Using the doors for luggage storage also helped the Car Design Research team minimize the frontal area of the vehicle and the width of the greenhouse, helping to keep aerodynamic drag as low as possible. The Budget Airline Car’s architecture likely would be a steel spaceframe with composite outer panels, because the vehicle would operate at fairly constant speeds, Livingstone noted.
“While you don’t want it to be heavy, weight is not of paramount importance,” he said. Steel-intensive construction also helps impact performance and moderates per-unit cost at the lower manufacturing volumes the CDR team envisions. Flax bio-composites could be an ideal outer body material, with the spaceframe concept providing “the opportunity to re-skin occasionally when you need to do so.”

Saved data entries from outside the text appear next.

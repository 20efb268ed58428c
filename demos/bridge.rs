//! Watch a HEOS system and print every device and property change
//!
//! ```text
//! cargo run --example bridge -- <heos-host> [<receiver-address> <receiver-serial>]
//! ```
//!
//! Set `RUST_LOG=heos_avr_bridge=debug` to see protocol traffic.

use heos_avr_bridge::{Bridge, BridgeConfig, BridgeUpdate, Property, ReceiverRecord};
use std::sync::Arc;
use std::time::Duration;
use tracing_subscriber::EnvFilter;

#[tokio::main]
async fn main() -> Result<(), Box<dyn std::error::Error>> {
    tracing_subscriber::fmt()
        .with_env_filter(
            EnvFilter::try_from_default_env().unwrap_or_else(|_| EnvFilter::new("heos_avr_bridge=info")),
        )
        .init();

    let mut args = std::env::args().skip(1);
    let host = args.next().ok_or("usage: bridge <heos-host> [<receiver-address> <receiver-serial>]")?;

    // Without an SSDP collaborator, a receiver can be named on the command line
    let receivers: Vec<ReceiverRecord> = match (args.next(), args.next()) {
        (Some(address), Some(serial)) => vec![ReceiverRecord {
            address,
            serial,
            uuid: uuid::Uuid::nil(),
            friendly_name: "Receiver".to_string(),
            model_name: String::new(),
        }],
        _ => Vec::new(),
    };

    let mut bridge = Bridge::connect(host, BridgeConfig::default());
    let mut updates = bridge.subscribe_updates();
    bridge.start(Arc::new(receivers)).await?;

    loop {
        tokio::select! {
            _ = tokio::signal::ctrl_c() => break,
            update = updates.recv() => match update? {
                BridgeUpdate::DeviceAdded(id) => {
                    let Some(device) = bridge.device(&id) else {
                        // zones are reported after their parent
                        println!("+ zone {}", id);
                        continue;
                    };
                    println!(
                        "+ {} {} ({})",
                        id,
                        device.name(),
                        if device.is_dual_protocol() { "HEOS + AVR" } else { "HEOS" }
                    );

                    let mut device_updates = device.updates();
                    tokio::spawn(async move {
                        while let Ok(update) = device_updates.recv().await {
                            println!("  {:?}", update);
                        }
                    });
                }
                BridgeUpdate::DeviceRemoved(id) => println!("- {}", id),
                other => println!("  {:?}", other),
            },
            _ = tokio::time::sleep(Duration::from_secs(300)) => {
                println!("{} device(s)", bridge.device_count());
                for device in bridge.devices() {
                    let volume = device.get(Property::Volume);
                    match device.updated_at(Property::Volume) {
                        Some(at) => println!("  {} volume {:?}, reported {:?} ago", device.id(), volume, at.elapsed()),
                        None => println!("  {} volume not reported yet", device.id()),
                    }
                }
            }
        }
    }

    bridge.stop().await;
    Ok(())
}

Operating the Budget Airline Car like a rental vehicle, from base to base, could make a battery-swap system practical. The rapid turnaround times would help operators control battery condition and re-charging, and thus maximize the vehicle as an asset,” Livingstone said. One potential downside of optimizing aerodynamics is that vehicle’s exterior shape could become less distinctive. Livingstone said this can be overcome by using brightwork, color (via body wraps) and lighting. “The graphical shapes that the surface design can apply enables you to quite quickly make a distinctive impression,” he said.